Wednesday, November 25, 2009

'A' before 'D': Abilities before Disabilities - applies to Everyone.

Was updating the sgLEAD blog when I came across this blog post by Mathia Lee. She wrote how she was impressed by the efficiency and abilities of two persons with disabilities, and also with the people who hired them:

When I went to the Vatican a few months ago I was super impressed. The guy who sold us tickets at the counter had 2 fingers only, and he was just handling all the transactions amazingly fast, no different from othr counters, and the queue was miles long but it cleared really fast.

The cloak room was run by just one guy and he had Downs’ syndrome (or some sort of other social disability) and everything was in perfect order, and so efficiently managed.

Made me think:

It’s inevitable that some people, if not most, will see the disability before the person or their abilities.

Whether or not they are prejudiced, or whatever reactions thereafter, is besides the point. Just saying it's inevitable that most of us will see the disability first.

I suspect it's because obvious displays of disabilities mean being apart from the norm. Anything outside of the norm tends to get noticed first.

So, a person with disability should try even harder to demonstrate their abilities, as a way to counter (unconscious) prejudice. I would think this principle of showing one’s abilities (not “showing off” per se) applies to everyone, regardless of physical or mental abilities. Just that a person with disabilities has to try harder.

Equally inevitable is that some people with physical disabilities deliberately present their disabilities first. Perhaps to appeal to other people’s emotions and sense of pity. Maybe these people think doing so is the only option for them. I’m not saying if this is right or wrong. Just saying this seems to be another observable fact.

Yet, for those 'within the norm', we need to be reminded that we all have some disability to some extent. It’s only a matter of degree.

Some time ago, a colleague pointed out to me that if you wear glasses or contact lenses, you have a sight-disability.

Except there's so many people who need their vision corrected, so we're within the norm. But it's still, by definition, a physical disability nonetheless.

I'd like to think that most decent people would not choose to focus on a person's disability. And most people are decent. Just that in the absence of any demonstration of abilities, they'd only see the disability.

So in the end, it’s about how we consciously choose to demonstrate our abilities.

Some people have it easier, while others have to try harder.

But we all have to.

[First blogged at sgLEAD]


  1. Anonymous3:09 p.m.

    My rambling thoughts :)

    I agree that it's 'natural' and inevitable that people see the disability first. If I come across someone with no legs on a wheelchair, the first thought that strikes me will be, yes, "Oh, this chap has no legs." (To put it crudely.)

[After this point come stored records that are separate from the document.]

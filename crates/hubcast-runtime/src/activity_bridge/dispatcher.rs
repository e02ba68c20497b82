use std::sync::Arc;

use async_trait::async_trait;
use serde::{Deserialize, Serialize};
use tracing::{debug, warn};

use hubcast_core::{current_unix_timestamp_ms, parse_rfc3339_to_unix_ms};
use hubcast_events::canonical_event::{CanonicalEvent, EventActor, EventPayload, GENERIC_EVENT_TOPIC};
use hubcast_events::channel_ref::{ChannelRef, ThreadKind};

#[derive(Debug, Clone, PartialEq, Serialize, Deserialize)]
/// Conversational projection of a canonical event: the message the messaging
/// layer receives for reply-able threads.
pub struct ChannelMessage {
    pub channel_id: String,
    pub message_id: String,
    pub content: String,
    pub author: EventActor,
    pub timestamp_unix_ms: u64,
}

#[async_trait]
/// Boundary between the bridge and the messaging layer. Delivery is
/// at-least-once; sink failures never abort the remaining fan-out.
pub trait EventSink: Send + Sync {
    async fn deliver_event(&self, topic: &str, event: &CanonicalEvent) -> anyhow::Result<()>;
    async fn deliver_message(&self, message: &ChannelMessage) -> anyhow::Result<()>;
}

/// Fans each canonical event out to its channel topics and, for the
/// conversational subset, synthesizes the channel message.
pub struct EventDispatcher {
    sink: Arc<dyn EventSink>,
    bot_login: String,
}

impl EventDispatcher {
    pub fn new(sink: Arc<dyn EventSink>, bot_login: String) -> Self {
        Self { sink, bot_login }
    }

    pub async fn dispatch(&self, event: &CanonicalEvent) {
        let kind_topic = format!("github/{}", event.kind.channel_topic());
        if let Some(action) = event.action.as_deref() {
            let action_topic = format!("{kind_topic}-{action}");
            self.deliver_topic(&action_topic, event).await;
        }
        self.deliver_topic(&kind_topic, event).await;
        self.deliver_topic(GENERIC_EVENT_TOPIC, event).await;

        let Some(message) = conversational_message(event) else {
            return;
        };
        // Suppressing the bot's own activity here prevents feedback loops
        // when outbound replies come back through the feeds.
        if event.actor.login == self.bot_login {
            debug!(
                "suppressing conversational message for self event {}",
                event.id
            );
            return;
        }
        if let Err(error) = self.sink.deliver_message(&message).await {
            warn!(
                "failed to deliver message for {} to {}: {error}",
                event.id, message.channel_id
            );
        }
    }

    async fn deliver_topic(&self, topic: &str, event: &CanonicalEvent) {
        if let Err(error) = self.sink.deliver_event(topic, event).await {
            warn!("failed to deliver event {} on {topic}: {error}", event.id);
        }
    }
}

/// Builds the conversational projection, or `None` for kinds/actions that do
/// not map onto a reply-able thread.
pub fn conversational_message(event: &CanonicalEvent) -> Option<ChannelMessage> {
    let (channel, content, message_id) = match &event.payload {
        EventPayload::IssueComment { issue, comment } => (
            thread_channel(event, ThreadKind::Issues, issue.number),
            comment.body.clone().unwrap_or_default(),
            comment.id.to_string(),
        ),
        EventPayload::Issue { issue } => {
            let action = state_change_action(event)?;
            (
                thread_channel(event, ThreadKind::Issues, issue.number),
                opened_header("Issue", action, &issue.title, issue.body.as_deref()),
                "issue".to_string(),
            )
        }
        EventPayload::PullRequest { pull_request } => {
            let action = state_change_action(event)?;
            (
                thread_channel(event, ThreadKind::Pull, pull_request.number),
                opened_header("PR", action, &pull_request.title, pull_request.body.as_deref()),
                "pull".to_string(),
            )
        }
        EventPayload::PullRequestReviewComment {
            pull_request,
            comment,
        } => (
            thread_channel(event, ThreadKind::Pull, pull_request.number),
            comment.body.clone().unwrap_or_default(),
            comment.id.to_string(),
        ),
        EventPayload::Discussion { discussion } => {
            let action = event.action.as_deref()?;
            // Header line only; the discussion body is intentionally not
            // appended, matching the established outbound format.
            (
                thread_channel(event, ThreadKind::Discussions, discussion.number),
                format!("[Discussion {action}] {}", discussion.title),
                "discussion".to_string(),
            )
        }
        EventPayload::DiscussionComment {
            discussion,
            comment,
        } => (
            thread_channel(event, ThreadKind::Discussions, discussion.number),
            comment.body.clone().unwrap_or_default(),
            comment.id.to_string(),
        ),
        _ => return None,
    };
    if content.trim().is_empty() {
        return None;
    }
    Some(ChannelMessage {
        channel_id: channel.to_string(),
        message_id,
        content,
        author: event.actor.clone(),
        timestamp_unix_ms: parse_rfc3339_to_unix_ms(&event.created_at)
            .unwrap_or_else(current_unix_timestamp_ms),
    })
}

fn thread_channel(event: &CanonicalEvent, kind: ThreadKind, number: u64) -> ChannelRef {
    ChannelRef::new(&event.repository.owner, &event.repository.name, kind, number)
}

fn state_change_action(event: &CanonicalEvent) -> Option<&str> {
    match event.action.as_deref() {
        Some(action @ ("opened" | "closed" | "reopened")) => Some(action),
        _ => None,
    }
}

fn opened_header(kind: &str, action: &str, title: &str, body: Option<&str>) -> String {
    let mut content = format!("[{kind} {action}] {title}");
    if action == "opened" {
        content.push('\n');
        content.push_str(body.unwrap_or_default());
    }
    content
}
// src/indent_matchers.rs
//! Line recognizers for the indentation family (Python).

use once_cell::sync::Lazy;
use regex::Regex;

use crate::{
    construct::{BodyShape, ClassHead, Construct, Cursor, FunctionHead, Matcher},
    helpers::{find_top_level, join_signature, split_top_level, take_balanced, MAX_LOOKAHEAD},
    structure::{
        ConstantInfo, ExportInfo, ExportKind, FunctionKind, ImportInfo, ImportOrigin, ParameterInfo,
        PropertyInfo, Visibility,
    },
    vocab::PYTHON_STDLIB,
};

// -- Regex patterns ----------------------------------------------------------

static RE_FROM_IMPORT: Lazy<Regex> =
    Lazy::new(|| Regex::new(r"^from\s+([\w.]+)\s+import\s+(.+)$").unwrap());
static RE_IMPORT: Lazy<Regex> = Lazy::new(|| Regex::new(r"^import\s+(.+)$").unwrap());
static RE_DECORATOR: Lazy<Regex> = Lazy::new(|| Regex::new(r"^@(.+)$").unwrap());
static RE_DEF: Lazy<Regex> =
    Lazy::new(|| Regex::new(r"^(async\s+)?def\s+([A-Za-z_]\w*)\s*(?:\[[^\]]*\])?\s*\(").unwrap());
static RE_DEF_TAIL: Lazy<Regex> =
    Lazy::new(|| Regex::new(r"^\s*(?:->\s*(.+?))?\s*:\s*(?:#.*)?$").unwrap());
static RE_CLASS: Lazy<Regex> = Lazy::new(|| {
    Regex::new(r"^class\s+([A-Za-z_]\w*)\s*(?:\[[^\]]*\])?\s*(?:\(([^)]*)\))?\s*:").unwrap()
});
static RE_SELF_ASSIGN: Lazy<Regex> = Lazy::new(|| {
    Regex::new(r"^self\.([A-Za-z_]\w*)\s*(?::\s*([^=]+?))?\s*=\s*([^=].*)$").unwrap()
});
static RE_CLASS_ATTR: Lazy<Regex> = Lazy::new(|| {
    Regex::new(r"^([A-Za-z_]\w*)\s*(?::\s*([^=]+?))?\s*=\s*([^=].*)$").unwrap()
});
static RE_CLASS_ANNOTATION: Lazy<Regex> =
    Lazy::new(|| Regex::new(r"^([A-Za-z_]\w*)\s*:\s*([^=]+?)\s*$").unwrap());
static RE_CONSTANT: Lazy<Regex> = Lazy::new(|| {
    Regex::new(r"^([A-Z_][A-Z0-9_]*)\s*(?::\s*([^=]+?))?\s*=\s*([^=].*)$").unwrap()
});
static RE_DUNDER_ALL: Lazy<Regex> =
    Lazy::new(|| Regex::new(r"^__all__\s*(?::[^=]+)?=\s*[\[(](.*?)[\])]?\s*$").unwrap());
static RE_QUOTED: Lazy<Regex> = Lazy::new(|| Regex::new(r#"['"]([^'"]+)['"]"#).unwrap());

/* ================================ Imports ================================ */

/// `import a, b as c` yields one record per module; `from m import x, y`
/// yields a single record. Parenthesised lists may span lines.
pub fn match_import(c: &Cursor<'_>) -> Option<Construct> {
    let t = c.trimmed();
    let line = c.idx + 1;

    if let Some(caps) = RE_FROM_IMPORT.captures(t) {
        let module = caps[1].to_string();
        let mut list = caps[2].trim().to_string();
        if list.starts_with('(') && !list.contains(')') {
            let mut j = c.idx;
            while !list.contains(')') && j + 1 < c.lines.len() && j - c.idx < MAX_LOOKAHEAD {
                j += 1;
                list.push(' ');
                list.push_str(c.lines[j].trim());
            }
        }
        let list = strip_comment(&list);
        let list = list.trim().trim_start_matches('(').trim_end_matches(')');
        let is_namespace = list.trim() == "*";
        let names: Vec<String> = list
            .split(',')
            .map(|n| n.trim().to_string())
            .filter(|n| !n.is_empty())
            .collect();
        return Some(Construct::Imports(vec![ImportInfo {
            origin: Some(classify_module(&module)),
            module,
            names,
            is_default: false,
            is_namespace,
            line,
        }]));
    }

    let caps = RE_IMPORT.captures(t)?;
    let imports = strip_comment(&caps[1])
        .split(',')
        .filter_map(|item| {
            let item = item.trim();
            if item.is_empty() {
                return None;
            }
            let module = item.split_whitespace().next().unwrap_or(item).to_string();
            Some(ImportInfo {
                origin: Some(classify_module(&module)),
                names: vec![item.to_string()],
                module,
                is_default: false,
                is_namespace: true,
                line,
            })
        })
        .collect::<Vec<_>>();
    if imports.is_empty() { None } else { Some(Construct::Imports(imports)) }
}

/// Relative imports are internal; stdlib roots are builtin.
pub fn classify_module(module: &str) -> ImportOrigin {
    if module.starts_with('.') {
        return ImportOrigin::Internal;
    }
    let root = module.split('.').next().unwrap_or(module);
    if PYTHON_STDLIB.contains(&root) {
        ImportOrigin::Builtin
    } else {
        ImportOrigin::External
    }
}

fn strip_comment(s: &str) -> String {
    s.split('#').next().unwrap_or(s).to_string()
}

/// Names listed in a one-line `__all__ = [...]`.
pub fn match_all_exports(trimmed: &str, line: usize) -> Vec<ExportInfo> {
    let Some(caps) = RE_DUNDER_ALL.captures(trimmed) else {
        return Vec::new();
    };
    RE_QUOTED
        .captures_iter(&caps[1])
        .map(|m| ExportInfo { name: m[1].to_string(), kind: ExportKind::Named, is_default: false, line })
        .collect()
}

/* ============================ Decorators / defs ============================ */

pub fn match_decorator(c: &Cursor<'_>) -> Option<Construct> {
    let caps = RE_DECORATOR.captures(c.trimmed())?;
    Some(Construct::Decorator(caps[1].trim().to_string()))
}

/// `[async] def name(params) [-> type]:` with the parameter list possibly
/// spanning several lines. Always reported as a function; the builder turns
/// it into a method inside a class.
pub fn match_def(c: &Cursor<'_>) -> Option<Construct> {
    let t = c.trimmed();
    if !t.starts_with("def ") && !t.starts_with("async ") {
        return None;
    }
    let (sig, header_end) = join_signature(c.lines, c.idx);
    let caps = RE_DEF.captures(&sig)?;
    let open = caps.get(0)?.end() - 1;
    let (params, rest) = take_balanced(&sig, open)?;
    let tail = RE_DEF_TAIL.captures(rest)?;
    let name = caps[2].to_string();

    Some(Construct::Function(FunctionHead {
        visibility: Some(visibility_of(&name)),
        kind: if caps.get(1).is_some() { FunctionKind::Async } else { FunctionKind::Function },
        params: parse_params(params),
        return_type: tail.get(1).map(|m| m.as_str().trim().to_string()),
        exported: !name.starts_with('_'),
        default_export: false,
        is_static: false,
        is_abstract: false,
        header_end,
        body: BodyShape::Block,
        name,
    }))
}

/// Leading underscores mark non-public names.
pub fn visibility_of(name: &str) -> Visibility {
    if name.starts_with("__") && !name.ends_with("__") {
        Visibility::Private
    } else if name.starts_with('_') && !name.starts_with("__") {
        Visibility::Protected
    } else {
        Visibility::Public
    }
}

pub fn parse_params(text: &str) -> Vec<ParameterInfo> {
    split_top_level(text, ',')
        .iter()
        .filter_map(|raw| {
            let raw = raw.trim();
            if matches!(raw, "" | "/" | "*" | "self" | "cls") {
                return None;
            }
            let rest = raw.starts_with('*');
            let s = raw.trim_start_matches('*');
            let (head, default_value) = match find_top_level(s, '=') {
                Some(i) => (s[..i].trim(), Some(s[i + 1..].trim().to_string())),
                None => (s, None),
            };
            let (name, type_text) = match head.split_once(':') {
                Some((n, t)) => (n.trim(), Some(t.trim().to_string())),
                None => (head.trim(), None),
            };
            if name.is_empty() {
                return None;
            }
            Some(ParameterInfo {
                name: name.to_string(),
                type_text: type_text.filter(|t| !t.is_empty()),
                optional: default_value.is_some(),
                default_value,
                rest,
            })
        })
        .collect()
}

/* ================================ Classes ================================ */

/// `class Name[(bases)]:`. The first base (other than keyword arguments)
/// becomes `extends`; the others are listed as `implements`.
pub fn match_class(c: &Cursor<'_>) -> Option<Construct> {
    let caps = RE_CLASS.captures(c.trimmed())?;
    let name = caps[1].to_string();
    let bases: Vec<String> = caps
        .get(2)
        .map(|m| split_top_level(m.as_str(), ','))
        .unwrap_or_default()
        .into_iter()
        .filter(|b| !b.contains('='))
        .collect();
    let is_abstract = bases.iter().any(|b| b == "ABC" || b.ends_with(".ABC"))
        || caps.get(2).is_some_and(|m| m.as_str().contains("ABCMeta"));
    let mut bases = bases.into_iter();
    Some(Construct::Class(ClassHead {
        exported: !name.starts_with('_'),
        name,
        extends: bases.next(),
        implements: bases.collect(),
        is_abstract,
        default_export: false,
    }))
}

/// `self.name = value` anywhere inside a method body.
pub fn match_self_assignment(c: &Cursor<'_>) -> Option<Construct> {
    let caps = RE_SELF_ASSIGN.captures(c.trimmed())?;
    let name = caps[1].to_string();
    Some(Construct::Property(PropertyInfo {
        visibility: Some(visibility_of(&name)),
        name,
        type_text: Some(caps.get(2).map_or("any", |m| m.as_str().trim()).to_string()),
        default_value: Some(caps[3].trim().to_string()),
        ..Default::default()
    }))
}

/// `name [: type] = value` or `name: type` directly in a class body.
pub fn match_class_attribute(c: &Cursor<'_>) -> Option<Construct> {
    let t = c.trimmed();
    if let Some(caps) = RE_CLASS_ATTR.captures(t) {
        let name = caps[1].to_string();
        return Some(Construct::Property(PropertyInfo {
            visibility: Some(visibility_of(&name)),
            name,
            type_text: caps.get(2).map(|m| m.as_str().trim().to_string()),
            default_value: Some(caps[3].trim().to_string()),
            is_static: true,
            ..Default::default()
        }));
    }
    let caps = RE_CLASS_ANNOTATION.captures(t)?;
    let name = caps[1].to_string();
    Some(Construct::Property(PropertyInfo {
        visibility: Some(visibility_of(&name)),
        name,
        type_text: Some(caps[2].trim().to_string()),
        ..Default::default()
    }))
}

/// Module-level `UPPER_CASE = value`.
pub fn match_constant(c: &Cursor<'_>) -> Option<Construct> {
    let caps = RE_CONSTANT.captures(c.trimmed())?;
    let name = caps[1].to_string();
    Some(Construct::Constant(ConstantInfo {
        exported: !name.starts_with('_'),
        name,
        type_text: caps.get(2).map(|m| m.as_str().trim().to_string()),
        line: c.idx + 1,
        value: Some(caps[3].trim().to_string()),
        ..Default::default()
    }))
}

/// True for a non-blank line that closes the current class: indentation at
/// or left of the class line and a `def`, `class`, decorator or
/// `UPPER_CASE =` start.
pub fn closes_class(line: &str, class_indent: usize) -> bool {
    let t = line.trim();
    if t.is_empty() || crate::helpers::indentation(line) > class_indent {
        return false;
    }
    t.starts_with("def ")
        || t.starts_with("async def ")
        || t.starts_with("class ")
        || t.starts_with('@')
        || (RE_CONSTANT.is_match(t) && !t.contains("self."))
}

/* ================================= Tables ================================= */

/// Tried in order outside classes.
pub const TOP_LEVEL: &[(&str, Matcher)] = &[
    ("import", match_import),
    ("decorator", match_decorator),
    ("class", match_class),
    ("def", match_def),
    ("constant", match_constant),
];

/// Tried in order on class-body lines (method bodies are consumed whole).
pub const CLASS_BODY: &[(&str, Matcher)] = &[
    ("decorator", match_decorator),
    ("class", match_class),
    ("def", match_def),
    ("attribute", match_class_attribute),
];

/* ================================== Tests ================================== */

#[cfg(test)]
mod tests {
    use super::*;
    use pretty_assertions::assert_eq;

    fn run(m: Matcher, src: &str) -> Option<Construct> {
        let lines: Vec<&str> = src.lines().collect();
        m(&Cursor::new(&lines, 0))
    }

    #[test]
    fn from_import_with_parenthesised_list() {
        let src = "from .models import (\n    User,\n    Order,\n)";
        let Some(Construct::Imports(v)) = run(match_import, src) else { panic!("no import") };
        assert_eq!(v.len(), 1);
        assert_eq!(v[0].module, ".models");
        assert_eq!(v[0].names, vec!["User", "Order"]);
        assert_eq!(v[0].origin, Some(ImportOrigin::Internal));
    }

    #[test]
    fn plain_import_splits_modules() {
        let Some(Construct::Imports(v)) = run(match_import, "import os, numpy as np  # math") else {
            panic!("no import");
        };
        assert_eq!(v.len(), 2);
        assert_eq!(v[0].module, "os");
        assert_eq!(v[0].origin, Some(ImportOrigin::Builtin));
        assert_eq!(v[1].module, "numpy");
        assert_eq!(v[1].names, vec!["numpy as np"]);
        assert_eq!(v[1].origin, Some(ImportOrigin::External));
    }

    #[test]
    fn def_with_types_and_defaults() {
        let src = "async def fetch(self, url: str, *args, retries: int = 3, **kw) -> dict:";
        let Some(Construct::Function(f)) = run(match_def, src) else { panic!("no def") };
        assert_eq!(f.name, "fetch");
        assert_eq!(f.kind, FunctionKind::Async);
        assert_eq!(f.return_type.as_deref(), Some("dict"));
        let names: Vec<_> = f.params.iter().map(|p| p.name.as_str()).collect();
        assert_eq!(names, vec!["url", "args", "retries", "kw"]);
        assert!(f.params[1].rest);
        assert!(f.params[2].optional);
        assert_eq!(f.params[2].type_text.as_deref(), Some("int"));
    }

    #[test]
    fn multiline_def() {
        let src = "def build(\n    a,\n    b=None,\n):\n    pass";
        let Some(Construct::Function(f)) = run(match_def, src) else { panic!("no def") };
        assert_eq!(f.header_end, 3);
        assert_eq!(f.params.len(), 2);
    }

    #[test]
    fn private_names() {
        assert_eq!(visibility_of("__secret"), Visibility::Private);
        assert_eq!(visibility_of("_helper"), Visibility::Protected);
        assert_eq!(visibility_of("__init__"), Visibility::Public);
    }

    #[test]
    fn class_bases() {
        let Some(Construct::Class(c)) = run(match_class, "class Repo(Base, Mixin, metaclass=Meta):") else {
            panic!("no class");
        };
        assert_eq!(c.extends.as_deref(), Some("Base"));
        assert_eq!(c.implements, vec!["Mixin"]);

        let Some(Construct::Class(c)) = run(match_class, "class Shape(ABC):") else { panic!("no class") };
        assert!(c.is_abstract);
    }

    #[test]
    fn self_assignment_and_constant() {
        let Some(Construct::Property(p)) = run(match_self_assignment, "self.count = 0") else {
            panic!("no property");
        };
        assert_eq!(p.name, "count");
        assert_eq!(p.type_text.as_deref(), Some("any"));
        assert_eq!(p.default_value.as_deref(), Some("0"));

        let Some(Construct::Constant(k)) = run(match_constant, "MAX_RETRIES = 5") else { panic!("no const") };
        assert_eq!(k.value.as_deref(), Some("5"));
        assert!(run(match_constant, "DEBUG == True").is_none());
    }

    #[test]
    fn dunder_all_lists_exports() {
        let e = match_all_exports("__all__ = ['load', \"save\"]", 4);
        assert_eq!(e.iter().map(|x| x.name.as_str()).collect::<Vec<_>>(), vec!["load", "save"]);
        assert_eq!(e[0].line, 4);
        assert!(match_all_exports("ALL = ['x']", 1).is_empty());
    }

    #[test]
    fn class_closing_lines() {
        assert!(closes_class("def top():", 0));
        assert!(closes_class("@decorator", 0));
        assert!(closes_class("LIMIT = 3", 0));
        assert!(!closes_class("    def method(self):", 0));
        assert!(!closes_class("print('x')", 0));
    }
}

    I doubt very much though, from my own experience and in the context of my own disability (deafness) and in the case of other deaf people, that "some" of us will "deliberately present their disabilities first". I'm not sure for people with other forms of disabilities, but in my case and I believe, most other deaf people, it's very counter-productive -- something we learn very early on. Especially when it comes to employment prospects. Almost all the time, it kills our chances right there and then.

    We all have to try to consciously show our abilities, that's true, to be noticed, to get that job, to be promoted and so on. If, having done that, people with disabilities still cannot convince others, many times, it's because 'normal' people cannot see past the disability in the first place. And how exactly can people with disabilities demonstrate their abilities, especially if they are never given the chance to? For some, sure, they're accomplished or talented in an art, a skill or have won awards, but they are the rare exceptions, as is the case for most people. (We're not all award-winning visually-impaired singers.)

    So to your statement, which I agree with, I'll add this bit more:

    "So in the end, it’s about how we consciously choose to demonstrate our abilities. And it's equally about how open people are and accepting of others who are different."

    -- le petit prince

  2. Hey le petit prince, thanks for the thoughtful commentary. Ideally employers should put the candidates' abilities before their disabilities. Though reality is that there will be those who are prejudiced. I guess those are the employers whom you'd better not have as an employer.

  3. Thanks for sharing your thoughts!

    I hope that you do not mind that I share this with my EdPsych2 classes (

  4. Hi Ashley, I don't mind at all. In fact, thanks for sharing with others.